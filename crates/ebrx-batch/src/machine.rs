//! The batch record lifecycle state machine.
//!
//! The machine enforces the execution model for every mutation of a batch
//! record:
//!
//!   version check → table check → evidence preconditions → audit append → mutate
//!
//! The security invariant is structural: the record is never mutated until
//! its audit event has committed, and no precondition is taken from the
//! caller's word — signatures are re-verified against the record's current
//! content, step completion is read from the machine's own state, and
//! deviation counts come from the deviation manager's live view at commit
//! time.
//!
//! Rejected attempts are themselves compliance-relevant: every blocked
//! transition appends a WARNING-severity REJECT event naming the violated
//! precondition before the `Validation` error is returned.

use std::collections::{HashMap, HashSet};
use std::sync::{Arc, Mutex};

use chrono::Utc;
use tracing::{info, warn};

use ebrx_contracts::{
    actor::Actor,
    audit::{ActionKind, EntityType, EventDraft, Severity, Snapshot},
    batch::{BatchDraft, BatchRecord, BatchState, TransitionEvidence},
    deviation::DeviationId,
    error::{ComplianceError, ComplianceResult},
    signature::{ElectronicSignature, SigningMeaning},
};
use ebrx_deviation::DeviationManager;
use ebrx_esign::SignatureService;
use ebrx_ledger::AuditLedger;

use crate::table::transition_allowed;

/// Governs the lifecycle of every batch record.
pub struct BatchStateMachine {
    ledger: Arc<AuditLedger>,
    signatures: Arc<SignatureService>,
    deviations: Arc<DeviationManager>,
    store: Mutex<HashMap<String, BatchRecord>>,
}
+-------+
_Problem statement_. Retype the lines beginning at the one containing "own state, and" and ending at the final line of the material, both included.

_Solution to this task_.
//! content, step completion is read from the machine's own state, and
//! deviation counts come from the deviation manager's live view at commit
//! time.
//!
//! Rejected attempts are themselves compliance-relevant: every blocked
//! transition appends a WARNING-severity REJECT event naming the violated
//! precondition before the `Validation` error is returned.

use std::collections::{HashMap, HashSet};
use std::sync::{Arc, Mutex};

use chrono::Utc;
use tracing::{info, warn};

use ebrx_contracts::{
    actor::Actor,
    audit::{ActionKind, EntityType, EventDraft, Severity, Snapshot},
    batch::{BatchDraft, BatchRecord, BatchState, TransitionEvidence},
    deviation::DeviationId,
    error::{ComplianceError, ComplianceResult},
    signature::{ElectronicSignature, SigningMeaning},
};
use ebrx_deviation::DeviationManager;
use ebrx_esign::SignatureService;
use ebrx_ledger::AuditLedger;

use crate::table::transition_allowed;

/// Governs the lifecycle of every batch record.
pub struct BatchStateMachine {
    ledger: Arc<AuditLedger>,
    signatures: Arc<SignatureService>,
    deviations: Arc<DeviationManager>,
    store: Mutex<HashMap<String, BatchRecord>>,
}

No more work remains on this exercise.